What is being asked
Give back, word for word, the lines in the listing below from the one holding "bool) -> PhaseAction" down to the one holding "are not considered.", both ends included.

Data shown
══════════════════════════════
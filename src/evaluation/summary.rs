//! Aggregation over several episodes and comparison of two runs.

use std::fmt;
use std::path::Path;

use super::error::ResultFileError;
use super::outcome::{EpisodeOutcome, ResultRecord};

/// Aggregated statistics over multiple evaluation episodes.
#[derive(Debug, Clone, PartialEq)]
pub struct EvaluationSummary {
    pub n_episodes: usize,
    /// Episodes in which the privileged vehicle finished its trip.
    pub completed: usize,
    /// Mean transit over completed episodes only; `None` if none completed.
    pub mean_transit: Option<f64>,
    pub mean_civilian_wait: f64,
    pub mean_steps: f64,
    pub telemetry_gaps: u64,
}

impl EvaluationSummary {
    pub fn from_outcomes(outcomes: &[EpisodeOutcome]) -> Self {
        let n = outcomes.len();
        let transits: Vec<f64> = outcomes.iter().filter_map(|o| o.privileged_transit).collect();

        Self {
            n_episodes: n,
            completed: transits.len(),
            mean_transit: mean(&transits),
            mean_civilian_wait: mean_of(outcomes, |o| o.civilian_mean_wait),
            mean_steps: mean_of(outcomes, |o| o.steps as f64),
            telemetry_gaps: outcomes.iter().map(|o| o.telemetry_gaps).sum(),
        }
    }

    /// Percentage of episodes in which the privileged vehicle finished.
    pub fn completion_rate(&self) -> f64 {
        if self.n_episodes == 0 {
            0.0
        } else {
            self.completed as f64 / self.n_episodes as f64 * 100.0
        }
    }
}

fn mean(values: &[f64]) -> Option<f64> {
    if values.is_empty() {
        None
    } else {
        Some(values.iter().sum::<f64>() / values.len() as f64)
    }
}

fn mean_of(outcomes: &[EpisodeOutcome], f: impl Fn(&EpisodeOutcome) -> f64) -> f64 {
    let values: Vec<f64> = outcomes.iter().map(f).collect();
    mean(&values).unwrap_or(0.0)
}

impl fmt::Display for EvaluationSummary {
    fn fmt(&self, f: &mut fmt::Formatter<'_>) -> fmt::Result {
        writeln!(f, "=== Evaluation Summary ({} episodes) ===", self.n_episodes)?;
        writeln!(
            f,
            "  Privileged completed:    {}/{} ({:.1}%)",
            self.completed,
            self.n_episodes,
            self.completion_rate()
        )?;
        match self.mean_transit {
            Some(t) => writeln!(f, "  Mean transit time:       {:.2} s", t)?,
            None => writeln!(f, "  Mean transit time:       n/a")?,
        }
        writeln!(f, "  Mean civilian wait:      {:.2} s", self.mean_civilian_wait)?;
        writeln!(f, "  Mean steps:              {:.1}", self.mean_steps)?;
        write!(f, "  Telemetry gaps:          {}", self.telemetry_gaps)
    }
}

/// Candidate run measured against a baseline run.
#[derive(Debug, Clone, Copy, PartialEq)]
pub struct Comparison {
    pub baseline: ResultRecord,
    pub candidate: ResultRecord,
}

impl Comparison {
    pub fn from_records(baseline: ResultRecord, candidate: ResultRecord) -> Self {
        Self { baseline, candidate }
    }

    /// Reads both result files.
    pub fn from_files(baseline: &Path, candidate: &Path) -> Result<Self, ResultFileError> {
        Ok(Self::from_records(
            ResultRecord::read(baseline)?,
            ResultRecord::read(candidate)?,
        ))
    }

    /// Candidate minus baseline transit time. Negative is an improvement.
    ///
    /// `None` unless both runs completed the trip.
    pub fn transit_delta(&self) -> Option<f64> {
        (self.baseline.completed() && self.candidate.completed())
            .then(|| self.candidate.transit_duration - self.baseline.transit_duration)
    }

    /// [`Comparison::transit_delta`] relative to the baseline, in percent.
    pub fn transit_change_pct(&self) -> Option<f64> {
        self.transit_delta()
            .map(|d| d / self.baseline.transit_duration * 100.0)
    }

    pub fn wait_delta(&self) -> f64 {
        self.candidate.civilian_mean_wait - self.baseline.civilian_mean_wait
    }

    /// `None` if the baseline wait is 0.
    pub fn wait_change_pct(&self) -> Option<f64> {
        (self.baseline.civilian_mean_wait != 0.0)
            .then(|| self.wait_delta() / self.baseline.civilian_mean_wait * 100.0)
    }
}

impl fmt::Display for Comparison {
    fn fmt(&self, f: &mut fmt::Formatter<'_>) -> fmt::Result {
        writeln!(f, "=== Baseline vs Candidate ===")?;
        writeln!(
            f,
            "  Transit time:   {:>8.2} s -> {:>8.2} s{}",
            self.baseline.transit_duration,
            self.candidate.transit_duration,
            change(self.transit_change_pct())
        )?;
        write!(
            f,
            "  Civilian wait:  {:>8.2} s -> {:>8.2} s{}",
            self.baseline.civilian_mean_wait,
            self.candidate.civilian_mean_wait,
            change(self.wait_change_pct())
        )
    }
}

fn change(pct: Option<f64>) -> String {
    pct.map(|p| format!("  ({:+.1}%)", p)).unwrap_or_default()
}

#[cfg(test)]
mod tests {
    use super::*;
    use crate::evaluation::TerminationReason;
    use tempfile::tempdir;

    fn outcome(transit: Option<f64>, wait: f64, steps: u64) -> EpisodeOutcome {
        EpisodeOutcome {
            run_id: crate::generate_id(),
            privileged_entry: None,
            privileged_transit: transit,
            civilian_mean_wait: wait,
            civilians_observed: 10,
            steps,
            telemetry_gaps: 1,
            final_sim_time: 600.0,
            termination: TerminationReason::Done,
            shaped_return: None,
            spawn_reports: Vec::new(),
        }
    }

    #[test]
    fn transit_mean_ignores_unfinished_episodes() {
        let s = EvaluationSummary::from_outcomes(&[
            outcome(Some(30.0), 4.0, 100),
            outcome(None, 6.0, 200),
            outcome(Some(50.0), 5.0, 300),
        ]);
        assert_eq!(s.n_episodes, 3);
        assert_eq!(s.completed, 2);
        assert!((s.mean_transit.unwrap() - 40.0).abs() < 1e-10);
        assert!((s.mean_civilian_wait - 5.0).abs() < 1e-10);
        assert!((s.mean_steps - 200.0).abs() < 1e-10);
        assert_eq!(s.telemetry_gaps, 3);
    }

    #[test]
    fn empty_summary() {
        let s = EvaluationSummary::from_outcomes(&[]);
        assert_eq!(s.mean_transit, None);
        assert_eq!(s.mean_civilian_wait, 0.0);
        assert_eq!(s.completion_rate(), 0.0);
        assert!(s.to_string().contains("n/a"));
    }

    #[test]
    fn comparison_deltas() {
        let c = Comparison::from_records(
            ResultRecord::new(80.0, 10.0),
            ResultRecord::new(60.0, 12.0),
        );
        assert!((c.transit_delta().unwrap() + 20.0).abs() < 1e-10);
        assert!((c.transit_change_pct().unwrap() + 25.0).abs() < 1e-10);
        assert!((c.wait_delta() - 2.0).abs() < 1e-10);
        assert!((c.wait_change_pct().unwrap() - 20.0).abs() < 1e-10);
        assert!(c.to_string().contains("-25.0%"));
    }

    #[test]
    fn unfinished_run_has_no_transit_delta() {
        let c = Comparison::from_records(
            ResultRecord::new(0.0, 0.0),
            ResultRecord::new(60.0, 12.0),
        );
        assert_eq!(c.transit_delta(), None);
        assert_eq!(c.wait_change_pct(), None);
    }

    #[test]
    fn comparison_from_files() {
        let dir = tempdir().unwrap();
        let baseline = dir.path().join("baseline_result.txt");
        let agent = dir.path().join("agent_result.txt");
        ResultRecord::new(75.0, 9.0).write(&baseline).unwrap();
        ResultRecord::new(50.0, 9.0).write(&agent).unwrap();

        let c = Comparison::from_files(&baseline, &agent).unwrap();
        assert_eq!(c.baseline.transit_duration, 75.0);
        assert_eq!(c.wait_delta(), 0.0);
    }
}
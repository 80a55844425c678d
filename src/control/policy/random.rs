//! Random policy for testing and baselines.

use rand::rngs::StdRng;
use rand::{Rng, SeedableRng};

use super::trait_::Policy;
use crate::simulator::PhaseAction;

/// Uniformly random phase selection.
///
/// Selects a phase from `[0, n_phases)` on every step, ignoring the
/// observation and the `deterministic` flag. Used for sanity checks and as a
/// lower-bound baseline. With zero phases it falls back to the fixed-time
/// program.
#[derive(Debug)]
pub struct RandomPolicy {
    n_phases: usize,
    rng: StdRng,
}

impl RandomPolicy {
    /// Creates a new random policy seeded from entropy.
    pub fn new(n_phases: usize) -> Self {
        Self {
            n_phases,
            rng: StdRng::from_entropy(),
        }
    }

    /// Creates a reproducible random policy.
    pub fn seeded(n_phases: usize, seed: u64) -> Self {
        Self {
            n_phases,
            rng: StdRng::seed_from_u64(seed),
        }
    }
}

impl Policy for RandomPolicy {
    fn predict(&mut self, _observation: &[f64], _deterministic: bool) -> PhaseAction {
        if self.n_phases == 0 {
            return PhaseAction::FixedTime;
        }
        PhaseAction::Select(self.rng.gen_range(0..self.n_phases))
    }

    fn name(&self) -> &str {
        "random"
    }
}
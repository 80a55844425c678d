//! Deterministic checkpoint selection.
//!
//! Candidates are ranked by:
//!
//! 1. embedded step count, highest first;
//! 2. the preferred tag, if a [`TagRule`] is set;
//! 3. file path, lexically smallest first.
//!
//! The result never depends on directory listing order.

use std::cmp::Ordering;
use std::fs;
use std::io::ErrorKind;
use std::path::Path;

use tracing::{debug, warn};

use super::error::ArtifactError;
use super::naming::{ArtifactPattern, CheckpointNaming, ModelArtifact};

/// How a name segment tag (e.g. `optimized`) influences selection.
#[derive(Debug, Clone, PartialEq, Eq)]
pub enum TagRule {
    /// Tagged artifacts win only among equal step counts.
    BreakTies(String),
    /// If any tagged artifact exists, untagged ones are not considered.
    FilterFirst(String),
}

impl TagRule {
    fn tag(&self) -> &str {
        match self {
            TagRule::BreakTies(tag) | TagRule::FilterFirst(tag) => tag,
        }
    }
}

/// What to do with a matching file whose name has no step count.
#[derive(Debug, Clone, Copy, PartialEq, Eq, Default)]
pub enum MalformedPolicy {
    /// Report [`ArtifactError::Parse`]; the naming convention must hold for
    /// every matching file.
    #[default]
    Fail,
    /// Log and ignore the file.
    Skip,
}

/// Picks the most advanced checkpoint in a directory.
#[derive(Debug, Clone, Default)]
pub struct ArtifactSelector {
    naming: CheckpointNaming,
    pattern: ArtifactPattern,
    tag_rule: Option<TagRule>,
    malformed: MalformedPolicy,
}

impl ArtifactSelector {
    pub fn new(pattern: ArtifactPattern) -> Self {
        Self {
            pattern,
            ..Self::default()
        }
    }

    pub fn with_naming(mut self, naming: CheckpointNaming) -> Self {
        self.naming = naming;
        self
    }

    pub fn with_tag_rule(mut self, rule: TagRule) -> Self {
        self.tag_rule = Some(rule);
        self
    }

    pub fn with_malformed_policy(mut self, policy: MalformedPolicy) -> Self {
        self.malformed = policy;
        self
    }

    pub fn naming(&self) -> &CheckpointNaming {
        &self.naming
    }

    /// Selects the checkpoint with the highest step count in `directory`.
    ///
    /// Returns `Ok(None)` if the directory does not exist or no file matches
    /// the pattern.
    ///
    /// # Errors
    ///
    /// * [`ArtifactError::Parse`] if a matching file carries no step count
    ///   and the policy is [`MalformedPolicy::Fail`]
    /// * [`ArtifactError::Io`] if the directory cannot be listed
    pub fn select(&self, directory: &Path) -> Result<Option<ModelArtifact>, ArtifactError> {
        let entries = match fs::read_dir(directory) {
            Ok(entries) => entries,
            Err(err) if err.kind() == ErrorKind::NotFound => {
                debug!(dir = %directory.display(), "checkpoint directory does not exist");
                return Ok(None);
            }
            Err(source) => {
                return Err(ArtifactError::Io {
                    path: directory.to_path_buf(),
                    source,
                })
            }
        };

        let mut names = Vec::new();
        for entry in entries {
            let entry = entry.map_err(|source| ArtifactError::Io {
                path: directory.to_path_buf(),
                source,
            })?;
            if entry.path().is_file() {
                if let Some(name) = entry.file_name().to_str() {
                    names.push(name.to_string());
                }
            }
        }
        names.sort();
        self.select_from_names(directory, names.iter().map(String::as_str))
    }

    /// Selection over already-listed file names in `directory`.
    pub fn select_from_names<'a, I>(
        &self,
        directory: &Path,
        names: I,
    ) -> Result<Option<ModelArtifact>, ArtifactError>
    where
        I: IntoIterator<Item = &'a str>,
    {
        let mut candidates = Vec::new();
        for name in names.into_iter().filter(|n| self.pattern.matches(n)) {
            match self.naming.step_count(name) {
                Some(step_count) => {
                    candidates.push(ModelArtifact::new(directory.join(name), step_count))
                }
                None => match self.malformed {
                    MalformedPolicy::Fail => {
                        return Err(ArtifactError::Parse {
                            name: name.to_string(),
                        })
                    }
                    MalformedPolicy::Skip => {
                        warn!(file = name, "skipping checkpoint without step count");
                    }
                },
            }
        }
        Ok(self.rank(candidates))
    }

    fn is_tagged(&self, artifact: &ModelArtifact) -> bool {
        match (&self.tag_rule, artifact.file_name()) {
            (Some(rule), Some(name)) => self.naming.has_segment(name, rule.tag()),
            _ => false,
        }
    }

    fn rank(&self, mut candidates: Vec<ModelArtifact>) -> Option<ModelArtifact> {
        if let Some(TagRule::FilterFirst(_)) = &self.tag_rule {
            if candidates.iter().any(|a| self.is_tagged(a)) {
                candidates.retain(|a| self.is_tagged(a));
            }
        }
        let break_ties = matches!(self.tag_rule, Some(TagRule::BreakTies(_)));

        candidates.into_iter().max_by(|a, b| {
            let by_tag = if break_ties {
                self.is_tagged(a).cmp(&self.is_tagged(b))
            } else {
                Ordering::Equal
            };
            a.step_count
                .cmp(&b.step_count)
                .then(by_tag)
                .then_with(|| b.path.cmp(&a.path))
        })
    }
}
══════════════════════════════
Exercise response
    fn predict(&mut self, _observation: &[f64], _deterministic: bool) -> PhaseAction {
        if self.n_phases == 0 {
            return PhaseAction::FixedTime;
        }
        PhaseAction::Select(self.rng.gen_range(0..self.n_phases))
    }

    fn name(&self) -> &str {
        "random"
    }
}
repository 80a55844425c678d
//! Deterministic checkpoint selection.
//!
//! Candidates are ranked by:
//!
//! 1. embedded step count, highest first;
//! 2. the preferred tag, if a [`TagRule`] is set;
//! 3. file path, lexically smallest first.
//!
//! The result never depends on directory listing order.

use std::cmp::Ordering;
use std::fs;
use std::io::ErrorKind;
use std::path::Path;

use tracing::{debug, warn};

use super::error::ArtifactError;
use super::naming::{ArtifactPattern, CheckpointNaming, ModelArtifact};

/// How a name segment tag (e.g. `optimized`) influences selection.
#[derive(Debug, Clone, PartialEq, Eq)]
pub enum TagRule {
    /// Tagged artifacts win only among equal step counts.
    BreakTies(String),
    /// If any tagged artifact exists, untagged ones are not considered.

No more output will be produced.